**Given data:**
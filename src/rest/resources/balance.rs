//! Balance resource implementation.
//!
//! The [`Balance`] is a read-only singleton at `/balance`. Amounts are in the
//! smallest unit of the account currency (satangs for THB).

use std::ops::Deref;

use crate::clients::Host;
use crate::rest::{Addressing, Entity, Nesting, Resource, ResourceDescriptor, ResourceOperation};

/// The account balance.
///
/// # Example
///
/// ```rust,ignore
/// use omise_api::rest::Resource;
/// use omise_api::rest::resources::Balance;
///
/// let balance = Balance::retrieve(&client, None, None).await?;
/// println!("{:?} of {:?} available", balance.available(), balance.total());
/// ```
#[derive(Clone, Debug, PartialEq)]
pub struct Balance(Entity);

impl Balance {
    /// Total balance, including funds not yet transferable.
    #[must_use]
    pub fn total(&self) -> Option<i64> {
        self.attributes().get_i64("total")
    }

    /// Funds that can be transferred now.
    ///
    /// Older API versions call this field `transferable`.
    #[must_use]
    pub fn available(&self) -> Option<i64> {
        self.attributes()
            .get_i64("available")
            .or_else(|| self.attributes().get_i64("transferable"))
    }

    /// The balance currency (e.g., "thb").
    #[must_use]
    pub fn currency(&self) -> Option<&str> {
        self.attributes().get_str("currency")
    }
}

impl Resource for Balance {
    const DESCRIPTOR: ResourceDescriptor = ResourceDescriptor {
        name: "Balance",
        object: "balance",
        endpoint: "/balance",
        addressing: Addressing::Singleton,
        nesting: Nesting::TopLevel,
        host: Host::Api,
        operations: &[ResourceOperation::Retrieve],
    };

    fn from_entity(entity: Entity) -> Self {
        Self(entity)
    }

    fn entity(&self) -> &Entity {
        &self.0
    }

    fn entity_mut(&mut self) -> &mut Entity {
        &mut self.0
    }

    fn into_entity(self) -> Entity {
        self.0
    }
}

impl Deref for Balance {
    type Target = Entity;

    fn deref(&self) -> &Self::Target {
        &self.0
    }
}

...

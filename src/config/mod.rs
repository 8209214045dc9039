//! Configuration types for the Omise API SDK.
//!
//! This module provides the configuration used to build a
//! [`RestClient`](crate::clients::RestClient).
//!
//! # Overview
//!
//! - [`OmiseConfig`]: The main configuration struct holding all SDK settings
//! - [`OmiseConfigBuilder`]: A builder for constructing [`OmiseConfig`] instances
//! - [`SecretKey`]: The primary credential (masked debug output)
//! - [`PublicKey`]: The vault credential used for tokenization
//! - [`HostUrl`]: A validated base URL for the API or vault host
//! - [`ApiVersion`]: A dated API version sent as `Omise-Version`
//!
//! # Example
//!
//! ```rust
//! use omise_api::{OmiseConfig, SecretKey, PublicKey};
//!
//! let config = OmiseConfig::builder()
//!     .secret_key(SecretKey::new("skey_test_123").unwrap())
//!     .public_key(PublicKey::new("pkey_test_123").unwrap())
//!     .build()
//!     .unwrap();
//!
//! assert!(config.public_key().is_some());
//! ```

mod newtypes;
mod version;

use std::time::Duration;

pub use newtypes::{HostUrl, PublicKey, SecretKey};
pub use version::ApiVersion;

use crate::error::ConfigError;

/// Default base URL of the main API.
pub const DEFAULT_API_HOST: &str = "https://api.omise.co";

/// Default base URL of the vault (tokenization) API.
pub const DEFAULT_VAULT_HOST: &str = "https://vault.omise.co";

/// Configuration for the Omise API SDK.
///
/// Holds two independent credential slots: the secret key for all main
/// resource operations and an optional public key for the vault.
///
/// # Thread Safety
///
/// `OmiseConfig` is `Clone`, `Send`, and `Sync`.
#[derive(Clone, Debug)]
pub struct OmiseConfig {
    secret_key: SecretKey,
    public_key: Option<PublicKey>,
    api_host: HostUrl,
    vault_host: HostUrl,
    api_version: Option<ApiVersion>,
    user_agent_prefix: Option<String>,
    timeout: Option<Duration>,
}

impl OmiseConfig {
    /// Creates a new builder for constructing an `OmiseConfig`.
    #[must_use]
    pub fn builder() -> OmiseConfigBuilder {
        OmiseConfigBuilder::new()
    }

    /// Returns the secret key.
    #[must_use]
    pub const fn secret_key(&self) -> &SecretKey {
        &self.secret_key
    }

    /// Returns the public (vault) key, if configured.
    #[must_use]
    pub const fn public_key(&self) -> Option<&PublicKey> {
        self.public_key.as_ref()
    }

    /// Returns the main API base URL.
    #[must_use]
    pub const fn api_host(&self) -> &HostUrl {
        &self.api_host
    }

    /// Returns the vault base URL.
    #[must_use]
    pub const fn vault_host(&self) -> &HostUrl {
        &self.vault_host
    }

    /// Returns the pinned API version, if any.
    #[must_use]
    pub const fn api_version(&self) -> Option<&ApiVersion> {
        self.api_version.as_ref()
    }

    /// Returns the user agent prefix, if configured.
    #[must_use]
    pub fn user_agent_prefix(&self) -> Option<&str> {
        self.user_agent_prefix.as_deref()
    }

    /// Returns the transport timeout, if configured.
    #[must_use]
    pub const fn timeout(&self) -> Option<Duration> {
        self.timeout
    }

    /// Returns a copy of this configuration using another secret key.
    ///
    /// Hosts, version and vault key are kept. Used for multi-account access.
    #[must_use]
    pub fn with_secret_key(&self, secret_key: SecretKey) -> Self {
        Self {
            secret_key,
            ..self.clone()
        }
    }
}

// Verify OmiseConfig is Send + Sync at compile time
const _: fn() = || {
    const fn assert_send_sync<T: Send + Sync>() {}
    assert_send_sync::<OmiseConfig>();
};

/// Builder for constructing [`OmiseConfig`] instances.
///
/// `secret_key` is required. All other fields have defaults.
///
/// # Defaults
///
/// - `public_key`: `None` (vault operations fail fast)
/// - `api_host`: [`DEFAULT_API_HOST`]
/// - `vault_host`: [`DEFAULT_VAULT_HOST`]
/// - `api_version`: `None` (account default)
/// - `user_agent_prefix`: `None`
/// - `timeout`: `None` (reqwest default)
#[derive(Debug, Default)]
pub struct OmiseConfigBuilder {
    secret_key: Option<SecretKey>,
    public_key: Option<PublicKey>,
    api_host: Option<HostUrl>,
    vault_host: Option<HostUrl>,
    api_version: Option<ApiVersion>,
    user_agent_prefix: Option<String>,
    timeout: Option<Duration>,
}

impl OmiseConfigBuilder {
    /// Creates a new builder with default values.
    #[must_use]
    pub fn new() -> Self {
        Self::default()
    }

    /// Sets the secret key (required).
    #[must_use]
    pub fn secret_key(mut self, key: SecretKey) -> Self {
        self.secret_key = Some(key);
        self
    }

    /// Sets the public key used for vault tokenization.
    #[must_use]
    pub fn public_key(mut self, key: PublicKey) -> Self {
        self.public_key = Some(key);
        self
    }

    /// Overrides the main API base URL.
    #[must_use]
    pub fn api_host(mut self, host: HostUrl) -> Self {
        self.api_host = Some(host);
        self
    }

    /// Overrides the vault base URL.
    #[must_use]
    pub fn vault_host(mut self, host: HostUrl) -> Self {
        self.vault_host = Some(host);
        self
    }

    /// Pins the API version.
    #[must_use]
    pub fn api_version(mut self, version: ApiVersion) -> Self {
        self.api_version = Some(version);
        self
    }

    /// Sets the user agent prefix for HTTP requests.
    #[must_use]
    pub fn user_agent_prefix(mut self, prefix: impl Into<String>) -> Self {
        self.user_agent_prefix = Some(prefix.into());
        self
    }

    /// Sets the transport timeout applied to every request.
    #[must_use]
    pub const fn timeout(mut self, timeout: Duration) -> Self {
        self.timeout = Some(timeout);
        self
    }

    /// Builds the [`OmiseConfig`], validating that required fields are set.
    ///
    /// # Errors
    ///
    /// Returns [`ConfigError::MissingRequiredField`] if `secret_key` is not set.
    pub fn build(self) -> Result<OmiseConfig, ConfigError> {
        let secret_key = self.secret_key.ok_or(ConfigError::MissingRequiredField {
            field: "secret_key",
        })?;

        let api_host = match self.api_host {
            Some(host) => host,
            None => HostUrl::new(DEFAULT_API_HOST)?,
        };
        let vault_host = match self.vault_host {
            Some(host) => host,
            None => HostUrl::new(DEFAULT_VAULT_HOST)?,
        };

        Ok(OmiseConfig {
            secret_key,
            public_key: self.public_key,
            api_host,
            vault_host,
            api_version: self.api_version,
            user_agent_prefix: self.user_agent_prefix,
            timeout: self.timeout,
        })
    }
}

**Directions for this task:**
From the material above, return every line that contains "base".

**Solution to this task:**
//! - [`HostUrl`]: A validated base URL for the API or vault host
/// Default base URL of the main API.
/// Default base URL of the vault (tokenization) API.
    /// Returns the main API base URL.
    /// Returns the vault base URL.
    /// Overrides the main API base URL.
    /// Overrides the vault base URL.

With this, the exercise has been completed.